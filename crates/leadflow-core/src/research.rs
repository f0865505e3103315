//! Company research: where a [`LeadRecord`] comes from.
//!
//! - [`ResearchProvider`]: async lookup contract
//! - [`MockResearch`]: deterministic, offline provider used by default
//! - [`EnrichedResearch`]: overlays an optional [`Enrichment`] source on top
//!   of another provider, degrading silently to the baseline record

use std::collections::{BTreeSet, HashMap};
use std::sync::Arc;
use std::time::Duration;

use async_trait::async_trait;
use serde::{Deserialize, Serialize};
use sha2::{Digest, Sha256};

use crate::config::MAX_FIELD_CHARS;
use crate::domain::{IntentSignal, LeadRecord};
use crate::retry::{retry_with_backoff, RetryPolicy};
use crate::scrub::{contains_pii, scrub_pii};
use crate::validator::has_placeholder;

/// Research failures. Any of these aborts the run.
#[derive(Debug, Clone, PartialEq, Eq, thiserror::Error)]
pub enum ResearchError {
    #[error("unknown company: {0}")]
    UnknownCompany(String),

    #[error("research source unavailable: {0}")]
    Unavailable(String),

    #[error("research returned an invalid record: {0}")]
    InvalidRecord(String),
}

/// Looks up firmographic data for a company.
#[async_trait]
pub trait ResearchProvider: Send + Sync {
    async fn lookup(&self, company_name: &str) -> Result<LeadRecord, ResearchError>;
}

#[async_trait]
impl<T: ResearchProvider + ?Sized> ResearchProvider for Arc<T> {
    async fn lookup(&self, company_name: &str) -> Result<LeadRecord, ResearchError> {
        (**self).lookup(company_name).await
    }
}

// ---------------------------------------------------------------------------
// MockResearch
// ---------------------------------------------------------------------------

const STAGES: [&str; 4] = ["Seed", "Series A", "Series B", "Public"];
const EMPLOYEE_COUNTS: [i64; 5] = [25, 120, 500, 2_000, 10_000];
const INTENTS: [IntentSignal; 3] = [IntentSignal::Low, IntentSignal::Medium, IntentSignal::High];

/// Industry reported for every synthesized record.
pub const MOCK_INDUSTRY: &str = "Technology / SaaS";

/// Deterministic offline research.
///
/// Fields are picked from fixed tables using the SHA-256 of the lowercased
/// company name, so the same company always yields the same record.
#[derive(Debug, Clone, Default)]
pub struct MockResearch {
    unknown: BTreeSet<String>,
    pinned: HashMap<String, LeadRecord>,
}

impl MockResearch {
    pub fn new() -> Self {
        Self::default()
    }

    /// Make lookups for `company_name` fail with `UnknownCompany`.
    pub fn with_unknown(mut self, company_name: impl AsRef<str>) -> Self {
        self.unknown.insert(normalize(company_name.as_ref()));
        self
    }

    /// Return `record` verbatim for its company name.
    pub fn with_record(mut self, record: LeadRecord) -> Self {
        self.pinned.insert(normalize(&record.company_name), record);
        self
    }

    fn synthesize(company_name: &str) -> LeadRecord {
        let hash = Sha256::digest(normalize(company_name).as_bytes());
        let pick = |byte: usize, len: usize| hash[byte] as usize % len;

        LeadRecord {
            company_name: company_name.to_string(),
            industry: MOCK_INDUSTRY.to_string(),
            employee_count: Some(EMPLOYEE_COUNTS[pick(0, EMPLOYEE_COUNTS.len())]),
            stage: STAGES[pick(1, STAGES.len())].to_string(),
            intent_signal: INTENTS[pick(2, INTENTS.len())],
            summary: format!("{company_name} is a company operating in the Technology vertical."),
            website: None,
            funding: None,
        }
    }
}

fn normalize(company_name: &str) -> String {
    company_name.trim().to_lowercase()
}

#[async_trait]
impl ResearchProvider for MockResearch {
    async fn lookup(&self, company_name: &str) -> Result<LeadRecord, ResearchError> {
        let key = normalize(company_name);
        if key.is_empty() || self.unknown.contains(&key) {
            return Err(ResearchError::UnknownCompany(company_name.to_string()));
        }

        let mut record = self
            .pinned
            .get(&key)
            .cloned()
            .unwrap_or_else(|| Self::synthesize(company_name.trim()));
        record.summary = scrub_pii(&record.summary);

        tracing::debug!(
            company = %record.company_name,
            employees = ?record.employee_count,
            intent = %record.intent_signal,
            "mock research lookup"
        );
        Ok(record)
    }
}

// ---------------------------------------------------------------------------
// Enrichment
// ---------------------------------------------------------------------------

/// Optional fields an enrichment source may supply.
#[derive(Debug, Clone, Default, PartialEq, Eq, Serialize, Deserialize)]
pub struct EnrichmentData {
    #[serde(default)]
    pub industry: Option<String>,
    #[serde(default)]
    pub funding: Option<String>,
    #[serde(default)]
    pub website: Option<String>,
    #[serde(default)]
    pub summary: Option<String>,
}

impl EnrichmentData {
    /// Overlay non-blank fields onto `lead`. The summary is PII-scrubbed.
    ///
    /// The industry is rendered into drafts, so one that is over-long, spans
    /// lines, or carries PII or placeholder text is ignored and the baseline
    /// industry kept.
    pub fn apply_to(self, lead: &mut LeadRecord) {
        fn non_blank(value: Option<String>) -> Option<String> {
            value
                .map(|v| v.trim().to_string())
                .filter(|v| !v.is_empty())
        }

        if let Some(industry) = non_blank(self.industry) {
            if usable_industry(&industry) {
                lead.industry = industry;
            } else {
                tracing::warn!(
                    company = %lead.company_name,
                    "ignoring unusable enriched industry"
                );
            }
        }
        if let Some(funding) = non_blank(self.funding) {
            lead.funding = Some(funding);
        }
        if let Some(website) = non_blank(self.website) {
            lead.website = Some(website);
        }
        if let Some(summary) = non_blank(self.summary) {
            lead.summary = scrub_pii(&summary);
        }
    }
}

fn usable_industry(industry: &str) -> bool {
    industry.chars().count() <= MAX_FIELD_CHARS
        && !industry.chars().any(char::is_control)
        && !contains_pii(industry)
        && !has_placeholder(industry)
}

/// External enrichment source (e.g. a firmographics API).
#[async_trait]
pub trait Enrichment: Send + Sync {
    async fn enrich(&self, company_name: &str) -> Result<EnrichmentData, ResearchError>;
}

/// Research provider that enriches another provider's records.
///
/// Enrichment is best effort: each attempt is bounded by `timeout`, failed
/// attempts are retried per `policy`, and a final failure is logged and the
/// baseline record returned unchanged.
pub struct EnrichedResearch<P> {
    inner: P,
    enrichment: Arc<dyn Enrichment>,
    policy: RetryPolicy,
    timeout: Duration,
}

impl<P: ResearchProvider> EnrichedResearch<P> {
    pub fn new(
        inner: P,
        enrichment: Arc<dyn Enrichment>,
        policy: RetryPolicy,
        timeout: Duration,
    ) -> Self {
        Self {
            inner,
            enrichment,
            policy,
            timeout,
        }
    }

    async fn enrich_once(&self, company_name: &str) -> Result<EnrichmentData, ResearchError> {
        tokio::time::timeout(self.timeout, self.enrichment.enrich(company_name))
            .await
            .map_err(|_| {
                ResearchError::Unavailable(format!(
                    "enrichment timed out after {}ms",
                    self.timeout.as_millis()
                ))
            })?
    }
}

#[async_trait]
impl<P: ResearchProvider> ResearchProvider for EnrichedResearch<P> {
    async fn lookup(&self, company_name: &str) -> Result<LeadRecord, ResearchError> {
        let mut record = self.inner.lookup(company_name).await?;

        match retry_with_backoff(&self.policy, "enrichment", || self.enrich_once(company_name))
            .await
        {
            Ok(data) => {
                data.apply_to(&mut record);
                tracing::info!(company = %record.company_name, "enrichment applied");
            }
            Err(err) => {
                tracing::warn!(
                    company = %record.company_name,
                    error = %err,
                    "enrichment failed, keeping baseline record"
                );
            }
        }
        Ok(record)
    }
}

- - -

## [TASK TO CARRY OUT]
Scan the listing above for the line that has "if let Some(summary)", then copy exactly from that line through the line that has "pub trait Enrichment: Send".

## [RESULT OF THIS EXERCISE]
        if let Some(summary) = non_blank(self.summary) {
            lead.summary = scrub_pii(&summary);
        }
    }
}

fn usable_industry(industry: &str) -> bool {
    industry.chars().count() <= MAX_FIELD_CHARS
        && !industry.chars().any(char::is_control)
        && !contains_pii(industry)
        && !has_placeholder(industry)
}

/// External enrichment source (e.g. a firmographics API).
#[async_trait]
pub trait Enrichment: Send + Sync {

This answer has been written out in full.